▸ TASK DIRECTIONS: Show every line of the data that includes the word "extend".

---

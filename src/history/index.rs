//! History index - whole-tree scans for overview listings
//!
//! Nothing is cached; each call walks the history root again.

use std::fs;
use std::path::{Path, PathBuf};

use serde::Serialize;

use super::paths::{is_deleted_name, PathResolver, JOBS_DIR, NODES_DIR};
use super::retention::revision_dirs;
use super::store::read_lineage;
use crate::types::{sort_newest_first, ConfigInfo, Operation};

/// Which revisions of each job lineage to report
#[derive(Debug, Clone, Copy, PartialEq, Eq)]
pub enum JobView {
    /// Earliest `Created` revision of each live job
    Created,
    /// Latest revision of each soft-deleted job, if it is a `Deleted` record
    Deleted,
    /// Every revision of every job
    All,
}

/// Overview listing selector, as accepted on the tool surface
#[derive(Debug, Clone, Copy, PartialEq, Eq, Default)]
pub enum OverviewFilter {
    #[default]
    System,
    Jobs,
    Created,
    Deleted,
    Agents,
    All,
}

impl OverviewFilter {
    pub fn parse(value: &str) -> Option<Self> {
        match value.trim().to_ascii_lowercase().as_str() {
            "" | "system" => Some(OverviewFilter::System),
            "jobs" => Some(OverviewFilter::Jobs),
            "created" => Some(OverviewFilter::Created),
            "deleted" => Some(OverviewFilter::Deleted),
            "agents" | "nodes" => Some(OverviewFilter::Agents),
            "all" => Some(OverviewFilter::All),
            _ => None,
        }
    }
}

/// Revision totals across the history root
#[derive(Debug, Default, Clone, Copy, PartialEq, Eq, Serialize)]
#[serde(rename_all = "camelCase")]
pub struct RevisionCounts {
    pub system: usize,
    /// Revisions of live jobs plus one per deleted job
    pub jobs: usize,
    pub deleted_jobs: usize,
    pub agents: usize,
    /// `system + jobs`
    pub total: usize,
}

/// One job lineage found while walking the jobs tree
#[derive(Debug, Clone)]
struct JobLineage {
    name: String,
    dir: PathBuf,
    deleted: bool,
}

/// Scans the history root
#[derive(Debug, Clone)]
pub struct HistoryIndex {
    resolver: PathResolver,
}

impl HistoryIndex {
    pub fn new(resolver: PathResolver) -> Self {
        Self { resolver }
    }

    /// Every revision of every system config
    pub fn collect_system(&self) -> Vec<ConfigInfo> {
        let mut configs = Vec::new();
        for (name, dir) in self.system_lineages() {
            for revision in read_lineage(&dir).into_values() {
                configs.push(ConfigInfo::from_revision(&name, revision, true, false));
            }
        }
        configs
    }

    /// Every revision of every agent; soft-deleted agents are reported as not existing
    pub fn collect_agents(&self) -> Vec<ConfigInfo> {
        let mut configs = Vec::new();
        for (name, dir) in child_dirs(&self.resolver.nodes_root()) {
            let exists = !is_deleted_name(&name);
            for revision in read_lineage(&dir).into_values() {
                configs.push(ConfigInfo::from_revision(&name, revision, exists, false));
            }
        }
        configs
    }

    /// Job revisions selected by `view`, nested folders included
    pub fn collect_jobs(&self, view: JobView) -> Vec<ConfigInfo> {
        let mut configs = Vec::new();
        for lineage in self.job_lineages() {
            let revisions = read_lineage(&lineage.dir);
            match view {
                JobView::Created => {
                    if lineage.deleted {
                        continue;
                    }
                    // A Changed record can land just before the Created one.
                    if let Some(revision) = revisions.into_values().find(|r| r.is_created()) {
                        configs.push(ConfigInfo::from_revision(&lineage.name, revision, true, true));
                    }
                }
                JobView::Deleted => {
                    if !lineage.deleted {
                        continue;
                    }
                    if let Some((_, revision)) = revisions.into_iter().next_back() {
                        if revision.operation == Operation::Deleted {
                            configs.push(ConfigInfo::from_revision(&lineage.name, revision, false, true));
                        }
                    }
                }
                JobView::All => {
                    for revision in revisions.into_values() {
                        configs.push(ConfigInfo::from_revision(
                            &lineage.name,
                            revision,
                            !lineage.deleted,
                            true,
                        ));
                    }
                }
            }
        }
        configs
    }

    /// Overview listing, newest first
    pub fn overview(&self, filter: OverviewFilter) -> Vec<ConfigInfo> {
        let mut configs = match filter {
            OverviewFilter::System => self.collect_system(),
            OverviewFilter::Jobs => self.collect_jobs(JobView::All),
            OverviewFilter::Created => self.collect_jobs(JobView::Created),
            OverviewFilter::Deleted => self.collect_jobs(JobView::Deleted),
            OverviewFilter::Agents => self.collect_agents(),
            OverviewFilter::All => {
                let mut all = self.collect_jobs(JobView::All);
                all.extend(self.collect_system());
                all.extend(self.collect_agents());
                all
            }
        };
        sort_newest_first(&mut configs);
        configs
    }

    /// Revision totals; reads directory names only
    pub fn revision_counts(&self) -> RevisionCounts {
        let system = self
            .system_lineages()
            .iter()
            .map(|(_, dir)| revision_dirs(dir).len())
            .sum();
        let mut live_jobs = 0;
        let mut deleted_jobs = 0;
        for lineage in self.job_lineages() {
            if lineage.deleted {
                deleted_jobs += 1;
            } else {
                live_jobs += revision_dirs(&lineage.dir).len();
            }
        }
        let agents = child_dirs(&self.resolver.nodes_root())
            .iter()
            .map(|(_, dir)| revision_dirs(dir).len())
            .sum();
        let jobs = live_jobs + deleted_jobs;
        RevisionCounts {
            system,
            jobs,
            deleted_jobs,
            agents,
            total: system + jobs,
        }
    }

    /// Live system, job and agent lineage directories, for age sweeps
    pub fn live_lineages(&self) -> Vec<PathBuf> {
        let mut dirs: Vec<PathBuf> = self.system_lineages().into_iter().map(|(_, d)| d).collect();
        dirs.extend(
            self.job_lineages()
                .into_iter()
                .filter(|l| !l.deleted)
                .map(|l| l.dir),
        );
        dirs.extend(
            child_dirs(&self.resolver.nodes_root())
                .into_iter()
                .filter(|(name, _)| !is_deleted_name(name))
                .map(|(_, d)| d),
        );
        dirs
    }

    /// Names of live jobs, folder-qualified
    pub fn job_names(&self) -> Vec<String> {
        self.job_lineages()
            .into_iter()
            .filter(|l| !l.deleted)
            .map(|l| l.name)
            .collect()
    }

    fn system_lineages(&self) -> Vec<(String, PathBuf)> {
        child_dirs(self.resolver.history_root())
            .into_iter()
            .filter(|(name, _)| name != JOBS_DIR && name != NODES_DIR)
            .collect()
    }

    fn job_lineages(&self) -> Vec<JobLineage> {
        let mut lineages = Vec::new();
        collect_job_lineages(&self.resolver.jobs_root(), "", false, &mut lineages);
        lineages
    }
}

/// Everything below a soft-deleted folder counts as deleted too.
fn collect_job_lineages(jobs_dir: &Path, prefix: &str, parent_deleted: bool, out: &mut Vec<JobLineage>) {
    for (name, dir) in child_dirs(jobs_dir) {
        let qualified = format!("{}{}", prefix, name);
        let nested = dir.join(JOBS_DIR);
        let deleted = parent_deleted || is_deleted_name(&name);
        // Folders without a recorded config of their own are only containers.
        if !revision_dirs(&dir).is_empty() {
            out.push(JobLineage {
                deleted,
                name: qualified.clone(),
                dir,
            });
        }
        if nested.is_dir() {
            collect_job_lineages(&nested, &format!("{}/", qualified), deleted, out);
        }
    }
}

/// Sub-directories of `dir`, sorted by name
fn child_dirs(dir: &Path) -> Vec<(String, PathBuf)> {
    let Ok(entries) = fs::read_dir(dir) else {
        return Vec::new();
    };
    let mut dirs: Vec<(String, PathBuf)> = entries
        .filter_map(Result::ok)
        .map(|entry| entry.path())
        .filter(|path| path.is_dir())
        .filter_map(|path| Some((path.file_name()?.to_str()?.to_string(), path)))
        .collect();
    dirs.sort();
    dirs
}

---

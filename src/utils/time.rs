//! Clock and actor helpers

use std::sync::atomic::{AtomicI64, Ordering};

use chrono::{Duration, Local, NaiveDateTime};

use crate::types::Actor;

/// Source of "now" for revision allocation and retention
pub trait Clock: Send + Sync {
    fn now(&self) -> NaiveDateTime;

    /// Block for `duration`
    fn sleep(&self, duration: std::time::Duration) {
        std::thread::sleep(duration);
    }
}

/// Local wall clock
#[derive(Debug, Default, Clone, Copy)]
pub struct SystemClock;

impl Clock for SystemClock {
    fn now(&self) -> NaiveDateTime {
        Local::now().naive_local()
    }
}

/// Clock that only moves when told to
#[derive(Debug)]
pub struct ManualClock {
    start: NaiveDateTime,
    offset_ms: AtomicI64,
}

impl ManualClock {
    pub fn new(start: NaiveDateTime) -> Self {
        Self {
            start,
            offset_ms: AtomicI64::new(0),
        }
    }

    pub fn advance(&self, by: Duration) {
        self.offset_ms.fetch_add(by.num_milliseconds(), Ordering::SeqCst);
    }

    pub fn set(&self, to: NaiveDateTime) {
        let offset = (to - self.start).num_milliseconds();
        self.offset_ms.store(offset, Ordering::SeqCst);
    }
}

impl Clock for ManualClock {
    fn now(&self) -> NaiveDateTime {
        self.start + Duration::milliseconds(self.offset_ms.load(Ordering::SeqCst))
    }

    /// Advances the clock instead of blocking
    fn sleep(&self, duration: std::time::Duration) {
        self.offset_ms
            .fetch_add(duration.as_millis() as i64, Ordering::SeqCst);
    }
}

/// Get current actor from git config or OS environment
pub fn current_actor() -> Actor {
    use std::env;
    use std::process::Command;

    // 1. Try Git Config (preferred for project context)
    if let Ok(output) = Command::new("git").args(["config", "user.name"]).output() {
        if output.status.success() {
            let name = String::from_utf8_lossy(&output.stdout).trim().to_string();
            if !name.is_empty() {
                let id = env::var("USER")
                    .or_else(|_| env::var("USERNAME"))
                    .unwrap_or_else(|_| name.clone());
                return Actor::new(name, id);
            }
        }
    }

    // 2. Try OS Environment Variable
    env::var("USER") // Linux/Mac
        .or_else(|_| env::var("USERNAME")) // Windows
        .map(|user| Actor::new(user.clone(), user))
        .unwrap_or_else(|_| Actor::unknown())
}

---

▸ SOLUTION:
                all.extend(self.collect_system());
                all.extend(self.collect_agents());
        dirs.extend(
        dirs.extend(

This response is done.